開幕戦バーレーンGPの取材を行うためにアラブ首長国連邦のドバイからバーレーン行きの飛行機に搭乗したら、見覚えのあるスキンヘッドの男性が2列前の座席に座ろうとしていた。
思い切って「マーク!!」と声をかけると、筆者の予想は間違っておらず、そのスキンヘッドの男性はこちらを確認して、サムアップしてくれた。
彼の名前はマーク・アーナル。昨年までキミ・ライコネンのフィジオを長年務めてきたベテランだ。そのアーナルがなぜ、バーレーン行きの飛行機に?
「今年からセブ(セバスチャン・ベッテル)のフィジオになったんだ」
バーレーンの空港に到着し、「じゃ、また明日!!」と言って別れた後、「ベッテル、新型コロナ陽性」のニュースが。結局、アーナルと話ができたのは、バーレーン行きの飛行機のなかだけとなった。
ベッテルは続く、第2戦サウジアラビアGPも欠場。第3戦オーストラリアGPが今シーズンの初レースとなった。

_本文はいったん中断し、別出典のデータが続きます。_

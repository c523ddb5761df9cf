// SPDX-FileCopyrightText: 2025 2025 Contributors to the gst-amlhal project.
// SPDX-License-Identifier: Apache-2.0

//! Mono to stereo expansion.

use super::RingBufferError;

/// Capacity of the expansion scratch buffer in bytes.
pub const EXTEND_BUFFER_SIZE: usize = 4096 * 2 * 2;

/// Scratch space for duplicating mono PCM into interleaved stereo.
///
/// Allocated once per session and reused by every commit.
pub struct ExtendBuffer {
    data: Box<[u8]>,
}

impl ExtendBuffer {
    pub fn new() -> Self {
        Self {
            data: vec![0u8; EXTEND_BUFFER_SIZE].into_boxed_slice(),
        }
    }

    pub fn capacity(&self) -> usize {
        self.data.len()
    }

    /// Largest mono payload that still fits once doubled.
    pub fn max_input(&self) -> usize {
        self.capacity() / 2
    }

    /// Writes every `frame_size`-byte frame of `input` twice in a row and
    /// returns the expanded bytes.
    pub fn expand(&mut self, input: &[u8], frame_size: usize) -> Result<&[u8], RingBufferError> {
        let needed = input.len() * 2;
        if needed > self.capacity() {
            return Err(RingBufferError::BufferTooSmall {
                needed,
                capacity: self.capacity(),
            });
        }

        let out = &mut self.data[..needed];
        for (frame, pair) in input
            .chunks_exact(frame_size)
            .zip(out.chunks_exact_mut(frame_size * 2))
        {
            pair[..frame_size].copy_from_slice(frame);
            pair[frame_size..].copy_from_slice(frame);
        }
        Ok(&self.data[..needed])
    }
}

impl Default for ExtendBuffer {
    fn default() -> Self {
        Self::new()
    }
}

#[cfg(test)]
mod tests {
    use super::*;

    #[test]
    fn duplicates_each_sample() {
        let mut buffer = ExtendBuffer::new();
        let input = [0x01, 0x02, 0x03, 0x04, 0xfe, 0xff];
        let out = buffer.expand(&input, 2).expect("fits");
        assert_eq!(
            out,
            &[0x01, 0x02, 0x01, 0x02, 0x03, 0x04, 0x03, 0x04, 0xfe, 0xff, 0xfe, 0xff]
        );
    }

    #[test]
    fn output_is_twice_the_input() {
        let mut buffer = ExtendBuffer::new();
        let input: Vec<u8> = (0..buffer.max_input()).map(|i| i as u8).collect();
        let out = buffer.expand(&input, 2).expect("fits exactly");
        assert_eq!(out.len(), EXTEND_BUFFER_SIZE);
        for (i, frame) in input.chunks_exact(2).enumerate() {
            assert_eq!(&out[i * 4..i * 4 + 2], frame);
            assert_eq!(&out[i * 4 + 2..i * 4 + 4], frame);
        }
    }

    #[test]
    fn rejects_payloads_that_overflow() {
        let mut buffer = ExtendBuffer::new();
        let input = vec![0u8; buffer.max_input() + 2];
        match buffer.expand(&input, 2) {
            Err(err @ RingBufferError::BufferTooSmall { needed, capacity }) => {
                assert_eq!(needed, EXTEND_BUFFER_SIZE + 4);
                assert_eq!(capacity, EXTEND_BUFFER_SIZE);
                assert!(err.is_fatal());
            }
            other => panic!("unexpected result {:?}", other.map(<[u8]>::len)),
        }
    }
}
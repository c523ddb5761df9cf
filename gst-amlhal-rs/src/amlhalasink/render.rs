// SPDX-FileCopyrightText: 2025 2025 Contributors to the gst-amlhal project.
// SPDX-License-Identifier: Apache-2.0

//! Buffer rendering for the amlhalasink element.
//!
//! Incoming buffers are queued in the state's `UniqueAdapter` and committed
//! to the ring buffer in chunks the commit engine can take whole:
//!
//! - raw PCM: whole sample frames, capped for mono so the expanded copy fits
//!   the extend buffer
//! - compressed, header known: whole encoded frames
//! - compressed, header not yet parsed: everything queued
//!
//! Bytes the ring buffer does not consume (misaligned tail, playback not
//! allowed to start yet) stay queued for the next buffer.

use gst::subclass::prelude::*;
use gstreamer as gst;

use crate::amlhalasink::imp::{AmlHalAsink, CAT};
use crate::amlhalasink::state::State;
use crate::ringbuffer::{EXTEND_BUFFER_SIZE, RingBufferError, SampleFormat, StreamSpec};

pub(crate) fn render(
    imp: &AmlHalAsink,
    state: &mut State,
    buffer: &gst::Buffer,
) -> Result<gst::FlowSuccess, gst::FlowError> {
    let Some(spec) = state.ring.spec().copied() else {
        gst::element_imp_error!(
            imp,
            gst::CoreError::Negotiation,
            ["Received a buffer before caps"]
        );
        return Err(gst::FlowError::NotNegotiated);
    };

    state.adapter.push(buffer.clone());
    let bpf = spec.bytes_per_frame();

    loop {
        let chunk = chunk_size(state, &spec);
        if chunk == 0 {
            break;
        }

        let samples = (chunk / bpf) as i64;
        let result = {
            let map = state.adapter.map(chunk).map_err(|_| {
                gst::error!(CAT, imp = imp, "Failed to map {} queued bytes", chunk);
                gst::FlowError::Error
            })?;
            state.ring.commit(&map, samples, samples)
        };

        match result {
            Ok(0) => {
                gst::trace!(CAT, imp = imp, "{} bytes kept until playback starts", chunk);
                break;
            }
            Ok(consumed) => state.adapter.flush(consumed * bpf),
            Err(RingBufferError::FrameAlignment { .. }) => {
                if !state.ring.frame_meta().parsed {
                    break;
                }
                // Frame size known now; the next chunk is whole frames.
                continue;
            }
            Err(err) if err.is_fatal() => {
                gst::element_imp_error!(imp, gst::StreamError::Failed, ["{}", err]);
                return Err(gst::FlowError::Error);
            }
            Err(RingBufferError::DeviceFault(err)) => {
                gst::warning!(CAT, imp = imp, "write failed, dropping {} bytes: {}", chunk, err);
                state.adapter.flush(chunk);
            }
            Err(err) => {
                gst::error!(CAT, imp = imp, "commit failed: {}", err);
                return Err(gst::FlowError::Error);
            }
        }
    }

    Ok(gst::FlowSuccess::Ok)
}

/// Returns how many queued bytes the next commit should cover.
fn chunk_size(state: &State, spec: &StreamSpec) -> usize {
    let available = state.adapter.available();
    match spec.format {
        SampleFormat::Pcm16 => {
            let bpf = spec.bytes_per_frame();
            let mut chunk = available - available % bpf;
            if spec.channels == 1 {
                chunk = chunk.min(EXTEND_BUFFER_SIZE / 2);
            }
            chunk
        }
        SampleFormat::Ac3 | SampleFormat::EAc3 => {
            let meta = state.ring.frame_meta();
            if meta.parsed {
                let frame_size = meta.encoded_frame_size as usize;
                available - available % frame_size
            } else {
                available
            }
        }
    }
}
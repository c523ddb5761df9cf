//! Pipeline clock driven by the audio HAL presentation position.

// SPDX-FileCopyrightText: 2025 2025 Contributors to the gst-amlhal project.
// SPDX-License-Identifier: Apache-2.0

use std::sync::Arc;

use gst::glib;
use gst::subclass::prelude::*;
use gstreamer as gst;

use crate::ringbuffer::TimeSource;

mod imp;

glib::wrapper! {
    pub struct AmlHalClock(ObjectSubclass<imp::AmlHalClock>) @extends gst::SystemClock, gst::Clock, gst::Object;
}

impl AmlHalClock {
    pub fn new() -> Self {
        glib::Object::builder()
            .property("name", "GstAmlSinkClock")
            .build()
    }

    /// Points the clock at the time source of the current ring buffer.
    ///
    /// Without a source the clock holds the last time it reported.
    pub fn set_time_source(&self, source: Option<Arc<TimeSource>>) {
        self.imp().set_time_source(source);
    }
}

impl Default for AmlHalClock {
    fn default() -> Self {
        Self::new()
    }
}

そのオーストラリアGPでベッテルのフィジオを務めていたのは、昨年まで担当してきたアンティ・コンタスだった。
いったい、今年のベッテルのフィジオはコンタスなのか? それともアーナルなのか?
「じつは今年の1月に私に待望の第1子が生まれたので、家族との時間をこれまで以上に持ちたいとセブにお願いしたら、快諾してくれたんだ。そこでセブがマークとのふたり体制を提案してきて、私も了承したというわけなんだ」
アーナルが長年フィジオを務めてきたライコネンはベッテルと親交が深く、自宅もスイスの近所。どちらのフィジオもドライバーの自宅からそう遠く離れていないため、アーナルがコンタスとともにベッテルのフィジオを担当するのは精神的にも物理的にもまったく問題なかったというわけだ。
そのベッテルはオーストラリアGPのスタート前の国歌斉唱のとき、ひとりだけTシャツを着て臨んでいた。その胸には鳩のイラストともに「Vogel des Jahres」の文字が。直訳すると「その年の鳥」という意味だが、オーストラリアGPではヘルメットをウクライナの国旗色に染め、手首にも同じデザインのリストバンドをしていたことからも、ウクライナの平和への祈りが込められていることは容易に想像できる。
第4戦エミリア・ロマーニャGPで、どちらのフィジオに会えるのか? 楽しみにしたい。